When I went out to count how many people had gathered I got up to 150 before I stopped counting. Once again this is the place to gather when nature presents the fantastic.

The story the next day was of a seal on the beach. Haley took the shots you see.







This guy (or girl, for all I know) was about 40 inches long, grey, brown and white. He sunned himself on the rocks for twenty minutes or so then maneuvered himself around for a swim away. He headed toward Jericho Road happily it seemed. I had thought we were past the season for such a visit. I was pleased to be surprised.

Saturday, March 5, 2011

New to Me

Several images to share that I discovered today in the archives of the Little Red Schoolhouse.



This is an image of the Living room in the Cottage in 1982. I have seen this green when opening the windows that overlook the harbor. The Gillis family was in residence that year and, not surprisingly, they kept a nice place.

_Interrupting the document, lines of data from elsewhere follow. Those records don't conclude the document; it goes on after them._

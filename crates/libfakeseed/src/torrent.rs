use std::{sync::Arc, time::Duration};

use async_trait::async_trait;
use libfakeseed_core::{Id20, TorrentMeta, spawn_utils::spawn};
use parking_lot::{Mutex, RwLock};
use serde::Serialize;
use tokio::{
    sync::{mpsc, oneshot, watch},
    time::Instant,
};
use tracing::{debug, debug_span, info, trace, warn};
use tracker_comms::{AnnounceEvent, AnnounceRequest, AnnounceResponse, Announcer};
use url::Url;

use crate::{
    Error,
    bandwidth::BandwidthDispatcher,
    config::ClientConfig,
    events::{EventBus, SeedEvent},
    orchestrator::{Orchestrator, OrchestratorHandle, OrchestratorStatus, TorrentAnnouncer},
    peers::{PeersElector, Swarm},
    stats::{StatsSnapshot, TorrentStats},
    trackers::TrackerPool,
};

#[derive(Clone, Copy, Debug, PartialEq, Eq, Serialize)]
#[serde(rename_all = "snake_case")]
pub enum TorrentState {
    Created,
    Seeding,
    Stopping,
    Stopped,
}

/// What a torrent borrows from its session to seed.
#[derive(Clone)]
pub struct SeedContext {
    pub announcer: Arc<dyn Announcer>,
    pub dispatcher: Arc<BandwidthDispatcher>,
    pub events: EventBus,
    pub client: ClientConfig,
    pub peer_id: Id20,
    pub key: u32,
    pub announce_timeout: Duration,
}

struct TorrentStopRequest {
    deadline: Instant,
    ack: oneshot::Sender<()>,
}

struct TorrentLocked {
    state: TorrentState,
    stop_tx: Option<mpsc::Sender<TorrentStopRequest>>,
    orchestrator_status: Option<watch::Receiver<OrchestratorStatus>>,
}

#[derive(Clone, Debug, Serialize)]
pub struct TorrentSummary {
    pub info_hash: Id20,
    pub name: String,
    pub state: TorrentState,
    pub stats: StatsSnapshot,
    pub swarm: Swarm,
    pub last_announced: Option<StatsSnapshot>,
    #[serde(skip_serializing_if = "Option::is_none")]
    pub orchestrator: Option<OrchestratorStatus>,
}

pub struct Torrent {
    meta: TorrentMeta,
    stats: Arc<TorrentStats>,
    elector: Mutex<PeersElector>,
    last_announced: Mutex<Option<StatsSnapshot>>,
    ctx: SeedContext,
    locked: RwLock<TorrentLocked>,
}

impl Torrent {
    pub fn new(meta: TorrentMeta, ctx: SeedContext) -> Arc<Self> {
        Arc::new(Self {
            meta,
            // We pretend to have every piece.
            stats: Arc::new(TorrentStats::new(0)),
            elector: Mutex::new(PeersElector::new()),
            last_announced: Mutex::new(None),
            ctx,
            locked: RwLock::new(TorrentLocked {
                state: TorrentState::Created,
                stop_tx: None,
                orchestrator_status: None,
            }),
        })
    }

    pub fn info_hash(&self) -> Id20 {
        self.meta.info_hash
    }

    pub fn meta(&self) -> &TorrentMeta {
        &self.meta
    }

    pub fn stats(&self) -> &Arc<TorrentStats> {
        &self.stats
    }

    pub fn state(&self) -> TorrentState {
        self.locked.read().state
    }

    pub fn swarm(&self) -> Swarm {
        self.elector.lock().elected()
    }

    pub fn summary(&self) -> TorrentSummary {
        let g = self.locked.read();
        TorrentSummary {
            info_hash: self.info_hash(),
            name: self.meta.display_name(),
            state: g.state,
            stats: self.stats.snapshot(),
            swarm: self.swarm(),
            last_announced: *self.last_announced.lock(),
            orchestrator: g.orchestrator_status.as_ref().map(|s| s.borrow().clone()),
        }
    }

    /// Builds the trackers and starts announcing. Does nothing unless the torrent is
    /// created or stopped.
    pub fn start_seeding(self: &Arc<Self>) -> Result<(), Error> {
        let mut g = self.locked.write();
        match g.state {
            TorrentState::Created | TorrentState::Stopped => {}
            TorrentState::Seeding | TorrentState::Stopping => {
                debug!(info_hash = ?self.info_hash(), state = ?g.state, "not starting");
                return Ok(());
            }
        }

        let pool = TrackerPool::build(
            &self.meta,
            &self.ctx.client.announce_policy,
            Instant::now(),
        )?;
        debug!(
            info_hash = ?self.info_hash(),
            in_use = ?pool.in_use().map(|t| t.url().as_str()).collect::<Vec<_>>(),
            "tracker pool built"
        );
        let orchestrator = Orchestrator::new(pool);

        self.ctx
            .dispatcher
            .add_or_update(self.info_hash(), self.stats.clone(), self.swarm());
        let handle = orchestrator.start(Arc::new(SeedAnnouncer {
            torrent: self.clone(),
        }));
        let (stop_tx, stop_rx) = mpsc::channel(1);
        g.orchestrator_status = Some(handle.subscribe_status());
        g.stop_tx = Some(stop_tx);
        g.state = TorrentState::Seeding;

        spawn(
            debug_span!(parent: None, "torrent", info_hash = ?self.info_hash()),
            self.clone().task_control(handle, stop_rx),
        );
        info!(name = %self.meta.display_name(), "started seeding");
        Ok(())
    }

    /// Stops announcing and withdraws from the bandwidth pool. Returns once cleanup is done
    /// or at `deadline`; cleanup still runs to completion in the background.
    pub async fn stop_seeding(&self, deadline: Instant) {
        let stop_tx = {
            let mut g = self.locked.write();
            if g.state != TorrentState::Seeding {
                return;
            }
            g.state = TorrentState::Stopping;
            g.stop_tx.take()
        };
        let Some(stop_tx) = stop_tx else {
            return;
        };
        let (ack, ack_rx) = oneshot::channel();
        if stop_tx
            .send(TorrentStopRequest { deadline, ack })
            .await
            .is_err()
        {
            warn!(info_hash = ?self.info_hash(), "torrent task is gone");
            return;
        }
        if tokio::time::timeout_at(deadline, ack_rx).await.is_err() {
            warn!(info_hash = ?self.info_hash(), "timed out stopping torrent");
        }
    }

    async fn task_control(
        self: Arc<Self>,
        orchestrator: OrchestratorHandle,
        mut stop_rx: mpsc::Receiver<TorrentStopRequest>,
    ) -> anyhow::Result<()> {
        let req = stop_rx.recv().await;
        let deadline = req
            .as_ref()
            .map(|r| r.deadline)
            .unwrap_or_else(Instant::now);
        orchestrator.stop(deadline).await;

        self.ctx.dispatcher.release(&self.info_hash());
        self.elector.lock().reset();
        {
            let mut g = self.locked.write();
            g.state = TorrentState::Stopped;
            g.stop_tx = None;
        }
        info!(name = %self.meta.display_name(), "stopped seeding");
        if let Some(req) = req {
            let _ = req.ack.send(());
        }
        Ok(())
    }

    fn announce_request(&self, event: AnnounceEvent) -> AnnounceRequest {
        let stats = self.stats.snapshot();
        let client = &self.ctx.client;
        AnnounceRequest {
            info_hash: self.info_hash(),
            peer_id: self.ctx.peer_id,
            uploaded: stats.uploaded,
            downloaded: stats.downloaded,
            left: stats.left,
            corrupt: stats.corrupt,
            event,
            key: self.ctx.key,
            num_want: if event == AnnounceEvent::Stopped {
                client.num_want_on_stop
            } else {
                client.num_want
            },
            port: client.port,
        }
    }

    fn on_swarm_answer(&self, tracker: &Url, result: &anyhow::Result<AnnounceResponse>) {
        let host = tracker.host_str().unwrap_or(tracker.as_str());
        let now = Instant::now();
        let (changed, swarm) = {
            let mut elector = self.elector.lock();
            let changed = match result {
                Ok(r) => elector.add_peer(host, r.seeders, r.leechers, r.effective_interval(), now),
                Err(_) => elector.add_error(host, now),
            };
            (changed, elector.elected())
        };
        if !changed {
            return;
        }
        debug!(?swarm, "elected swarm changed");
        self.ctx.events.emit(SeedEvent::SwarmChanged {
            info_hash: self.info_hash(),
            seeders: swarm.seeders,
            leechers: swarm.leechers,
        });
        if self.state() == TorrentState::Seeding {
            self.ctx
                .dispatcher
                .add_or_update(self.info_hash(), self.stats.clone(), swarm);
        }
    }
}

struct SeedAnnouncer {
    torrent: Arc<Torrent>,
}

#[async_trait]
impl TorrentAnnouncer for SeedAnnouncer {
    async fn announce(
        &self,
        tracker: &Url,
        event: AnnounceEvent,
    ) -> anyhow::Result<AnnounceResponse> {
        let t = &self.torrent;
        let info_hash = t.info_hash();
        let request = t.announce_request(event);
        trace!(%tracker, %event, uploaded = request.uploaded, "announcing");
        t.ctx.events.emit(SeedEvent::Announcing {
            info_hash,
            tracker: tracker.to_string(),
            event,
        });

        let result = t
            .ctx
            .announcer
            .announce(tracker, &request, t.ctx.announce_timeout)
            .await;

        if event != AnnounceEvent::Stopped {
            t.on_swarm_answer(tracker, &result);
        }

        match &result {
            Ok(r) => {
                if let Some(warning) = &r.warning_message {
                    warn!(%tracker, "tracker warning: {warning}");
                }
                *t.last_announced.lock() = Some(StatsSnapshot {
                    uploaded: request.uploaded,
                    downloaded: request.downloaded,
                    left: request.left,
                    corrupt: request.corrupt,
                });
                t.ctx.events.emit(SeedEvent::AnnounceSucceeded {
                    info_hash,
                    tracker: tracker.to_string(),
                    event,
                    interval_secs: r.effective_interval().as_secs(),
                    seeders: r.seeders,
                    leechers: r.leechers,
                });
            }
            Err(e) => {
                t.ctx.events.emit(SeedEvent::AnnounceFailed {
                    info_hash,
                    tracker: tracker.to_string(),
                    event,
                    error: format!("{e:#}"),
                });
            }
        }
        result
    }
}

This image is the room I am working in as I type. The painting remains here but is on a different wall. The spinning wheel is no longer part of the setting. I can tell it is this room by the notch in the corner beam.

This week I caught up with Jesse Cole Minehan Morrell who lived in the Cottage in the early 1960's. She shared some memories of the Tower being largely off limits to she and her sister Nancy. She also remembered knocks on the window and requests for tours that her mother turned away. After her marriage she returned to the Lighthouse with her two boys as she and her husband built a house. This was just before the Society took the site over and she recalls the Cottage as a Spartan place to live. I have been hoping to track down some pictures from those years but she was not hopeful. Maybe she'll surprise me when we get together again.



On a more positive note I share this picture. This image was marked on the reverse, "Photo by Wellington Furlong, 1961" I hate to argue with late Colonel but Haley and I have concluded that these two young women are the same two young woman who appear in a set of photos from 1936. The 1936 collection highlights a number of events that commemorated the 300th anniversary of Scituate and are very clearly of that occasion. This image gives me a great deal of hope all the same, as it was new to me. I am looking for images from this period and that today I found one I did not know about grants me a reason to be optimistic that I might find more. I so much want to discover a photograph of the store that was run here by the Cushmans and the Cobbetts. The goal is to bring that room into the open house tours and share the twentieth century stories better than we currently do.

My newest scans will go back into the archives tomorrow. I will start digging again when I am there.